Research scientist Christopher Brigham, from The biology department of the Massachusetts Institute of Technology (MIT) has been developing the bioengineered bacterium. He is co-author of a research paper just published in the journal Applied Microbiology and Biotechnology.
When the microbe's source of essential nutrients, including nitrate or phosphate is restricted, it stores carbon to use later when resources are limited.
Christopher Brigham says, "What it does is take whatever carbon is available, and stores it in the form of a polymer, which is similar in its properties to a lot of petroleum-based plastics."
By removing some genes, inserting a gene from a different organism and altering the expression of other genes, Brigham and his team redirected the microbe to create fuel rather than plastic.

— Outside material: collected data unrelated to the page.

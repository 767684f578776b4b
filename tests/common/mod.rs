#![allow(dead_code)]

use std::fs::{self, File};
use std::path::{Path, PathBuf};
use std::sync::atomic::{AtomicUsize, Ordering};
use std::sync::Mutex;
use std::time::Duration;

use async_trait::async_trait;
use gallery_pipeline::broker::{BrokerError, DocumentHandle, GrantToken, PermissionBroker};
use gallery_pipeline::media_index::{IndexError, MediaIndex};

pub fn touch(path: &Path) {
    if let Some(parent) = path.parent() {
        fs::create_dir_all(parent).unwrap();
    }
    File::create(path).unwrap();
}

/// Broker that performs the file operations itself, like the real document
/// provider would on a granted tree.
#[derive(Default)]
pub struct FakeBroker {
    pub created: AtomicUsize,
    pub deleted: AtomicUsize,
    deny: bool,
    delay: Option<Duration>,
    stall_after_create: Option<Duration>,
    stall_after_delete: Option<Duration>,
}

impl FakeBroker {
    pub fn new() -> Self {
        Self::default()
    }

    pub fn denying() -> Self {
        Self {
            deny: true,
            ..Self::default()
        }
    }

    pub fn slow(delay: Duration) -> Self {
        Self {
            delay: Some(delay),
            ..Self::default()
        }
    }

    /// Creates the document, then answers only after `stall`.
    pub fn late_create(stall: Duration) -> Self {
        Self {
            stall_after_create: Some(stall),
            ..Self::default()
        }
    }

    /// Deletes the document, then answers only after `stall`.
    pub fn late_delete(stall: Duration) -> Self {
        Self {
            stall_after_delete: Some(stall),
            ..Self::default()
        }
    }

    async fn wait(&self) {
        if let Some(delay) = self.delay {
            tokio::time::sleep(delay).await;
        }
    }
}

#[async_trait]
impl PermissionBroker for FakeBroker {
    async fn create_document(
        &self,
        grant: &GrantToken,
        parent: &Path,
        name: &str,
    ) -> Result<DocumentHandle, BrokerError> {
        self.wait().await;
        let path = parent.join(name);
        if self.deny {
            return Err(BrokerError::PermissionDenied(path));
        }
        File::create(&path).map_err(|e| BrokerError::Unavailable(e.to_string()))?;
        self.created.fetch_add(1, Ordering::SeqCst);
        if let Some(stall) = self.stall_after_create {
            tokio::time::sleep(stall).await;
        }
        Ok(DocumentHandle {
            grant: grant.clone(),
            path,
        })
    }

    async fn delete_document(&self, handle: &DocumentHandle) -> Result<(), BrokerError> {
        self.wait().await;
        if self.deny {
            return Err(BrokerError::PermissionDenied(handle.path.clone()));
        }
        fs::remove_file(&handle.path).map_err(|e| BrokerError::Unavailable(e.to_string()))?;
        self.deleted.fetch_add(1, Ordering::SeqCst);
        if let Some(stall) = self.stall_after_delete {
            tokio::time::sleep(stall).await;
        }
        Ok(())
    }

    async fn find_document(
        &self,
        grant: &GrantToken,
        path: &Path,
    ) -> Result<Option<DocumentHandle>, BrokerError> {
        if self.deny {
            return Err(BrokerError::PermissionDenied(path.to_path_buf()));
        }
        Ok(path.exists().then(|| DocumentHandle {
            grant: grant.clone(),
            path: path.to_path_buf(),
        }))
    }
}

/// Media index that remembers every re-index request.
#[derive(Default)]
pub struct RecordingIndex {
    requests: Mutex<Vec<PathBuf>>,
    fail: bool,
    delay: Option<Duration>,
}

impl RecordingIndex {
    pub fn new() -> Self {
        Self::default()
    }

    pub fn failing() -> Self {
        Self {
            fail: true,
            ..Self::default()
        }
    }

    pub fn slow(delay: Duration) -> Self {
        Self {
            delay: Some(delay),
            ..Self::default()
        }
    }

    pub fn requests(&self) -> Vec<PathBuf> {
        self.requests.lock().unwrap().clone()
    }
}

#[async_trait]
impl MediaIndex for RecordingIndex {
    async fn reindex(&self, path: &Path) -> Result<(), IndexError> {
        if let Some(delay) = self.delay {
            tokio::time::sleep(delay).await;
        }
        self.requests.lock().unwrap().push(path.to_path_buf());
        if self.fail {
            return Err(IndexError::Rejected {
                path: path.to_path_buf(),
                reason: "index offline".into(),
            });
        }
        Ok(())
    }
}
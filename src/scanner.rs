use std::collections::BTreeSet;
use std::fs;
use std::path::{Path, PathBuf};

use rayon::prelude::*;
use tracing::{debug, info};
use walkdir::{DirEntry, WalkDir};

use crate::config::Config;
use crate::error::ScanError;
use crate::models::{is_hidden_name, MediaFolder, NOMEDIA};
use crate::policy::classify;

#[derive(Debug, Clone, Default)]
pub struct ScanOptions {
    /// Walk dot-folders and report marker-bearing folders instead of dropping them.
    pub show_hidden: bool,
    /// Folders the user excluded; skipped together with everything below them.
    pub excluded_paths: Vec<PathBuf>,
}

impl ScanOptions {
    pub fn from_config(config: &Config) -> Self {
        Self {
            show_hidden: config.show_hidden_folders,
            excluded_paths: config.excluded_paths(),
        }
    }
}

/// Finds the folders under a set of storage roots that hold displayable media.
///
/// Read-only; it may run while a visibility toggle is in flight and will then
/// report whichever marker state it happened to read.
#[derive(Debug, Clone, Default)]
pub struct DirectoryEnumerator {
    options: ScanOptions,
}

impl DirectoryEnumerator {
    pub fn new(options: ScanOptions) -> Self {
        Self { options }
    }

    /// Best-effort scan of every root. Roots that cannot be read contribute
    /// nothing; an empty or entirely missing root set yields an empty set.
    pub fn scan<I, P>(&self, roots: I) -> BTreeSet<MediaFolder>
    where
        I: IntoIterator<Item = P>,
        P: AsRef<Path>,
    {
        let roots: Vec<PathBuf> = roots
            .into_iter()
            .map(|r| r.as_ref().to_path_buf())
            .collect();

        let folders: BTreeSet<MediaFolder> = roots
            .par_iter()
            .filter_map(|root| match self.scan_root(root) {
                Ok(folders) => Some(folders),
                Err(e) => {
                    debug!("Skipping storage root: {}", e);
                    None
                }
            })
            .flat_map_iter(|folders| folders)
            .collect();

        info!(
            "Scanned {} storage root(s), found {} media folder(s)",
            roots.len(),
            folders.len()
        );
        folders
    }

    /// Scans one root. Only a root that cannot be opened at all is an error;
    /// unreadable folders below it are skipped.
    pub fn scan_root(&self, root: &Path) -> Result<Vec<MediaFolder>, ScanError> {
        let metadata = fs::metadata(root).map_err(|source| ScanError::InaccessibleStorage {
            path: root.to_path_buf(),
            source,
        })?;
        if !metadata.is_dir() {
            return Err(ScanError::InaccessibleStorage {
                path: root.to_path_buf(),
                source: std::io::Error::new(std::io::ErrorKind::InvalidInput, "not a directory"),
            });
        }

        let mut folders = Vec::new();
        let walker = WalkDir::new(root)
            .follow_links(false)
            .into_iter()
            .filter_entry(|e| self.should_descend(e));

        for entry in walker {
            let entry = match entry {
                Ok(entry) => entry,
                Err(e) => {
                    debug!("Skipping unreadable entry: {}", e);
                    continue;
                }
            };
            if !entry.file_type().is_dir() {
                continue;
            }
            if let Some(folder) = self.evaluate_folder(entry.path()) {
                folders.push(folder);
            }
        }

        debug!("{}: {} media folder(s)", root.display(), folders.len());
        Ok(folders)
    }

    fn should_descend(&self, entry: &DirEntry) -> bool {
        if !entry.file_type().is_dir() {
            return true;
        }
        if self.options.excluded_paths.iter().any(|p| p == entry.path()) {
            return false;
        }
        if entry.depth() > 0 && !self.options.show_hidden {
            let hidden = entry
                .file_name()
                .to_str()
                .map(is_hidden_name)
                .unwrap_or(false);
            return !hidden;
        }
        true
    }

    /// Looks at the immediate files of one folder.
    fn evaluate_folder(&self, dir: &Path) -> Option<MediaFolder> {
        let entries = match fs::read_dir(dir) {
            Ok(entries) => entries,
            Err(e) => {
                debug!("Skipping unreadable folder {}: {}", dir.display(), e);
                return None;
            }
        };

        let mut has_media = false;
        let mut has_marker = false;
        for entry in entries.filter_map(|e| e.ok()) {
            let path = entry.path();
            if !path.is_file() {
                continue;
            }
            if entry.file_name().to_str() == Some(NOMEDIA) {
                has_marker = true;
            } else if !has_media && classify(&path).is_supported() {
                has_media = true;
            }
        }

        if !has_media || (has_marker && !self.options.show_hidden) {
            return None;
        }
        Some(MediaFolder::new(dir.to_path_buf(), has_marker))
    }
}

Although the researchers are focusing on how to get the microbe to use carbon dioxide as a carbon source, if different modifications are made, the microbe could potentially turn most sources of carbon, such as agricultural waste or local authority waste, into fuel. In the laboratory tests, the microbes have so far used fructose as their carbon source.
The MIT researchers are led by biology professor Anthony Sinskey and include chemistry graduate student Jingnan Lu and biology postdoc Claudia Gai. Using continuous culture they have already successfully modified the microbe's genes so it converts carbon into isobutanol. Now, they are trying to increase production and design bioreactors so the process can be used in industrial quantities.
Unlike other bio-engineered systems where microbes create a desired chemical in their bodies but need to be destroyed to retrieve the product, R. eutropha naturally expels isobutanol into the surrounding fluid, so it can be filtered out without ending the production process. No, transport system is needed to get it out of the cell.
Other research groups are studying isobutanol production by using various pathways, including other genetically modified organisms.
Companies are already aiming to produce it as a fuel, add it to fuel or use it as feedstock for chemical production. Isobutanol can be used in current car engines with little or no changes, and it has already featured in racing cars.
Assistant professor of biology at the University of Massachusetts at Dartmouth, Mark Silby, says the potential impact of the method is massive.
"This approach has several potential advantages over the production of ethanol from corn. Bacterial systems are scalable, in theory allowing production of large amounts of biofuel in a factory-like environment.
"This system in particular has the potential to derive carbon from waste products or carbon dioxide, and thus is not competing with the food supply."
MIT's work is financed by America's Department of Energy's Advanced Research Projects Agency.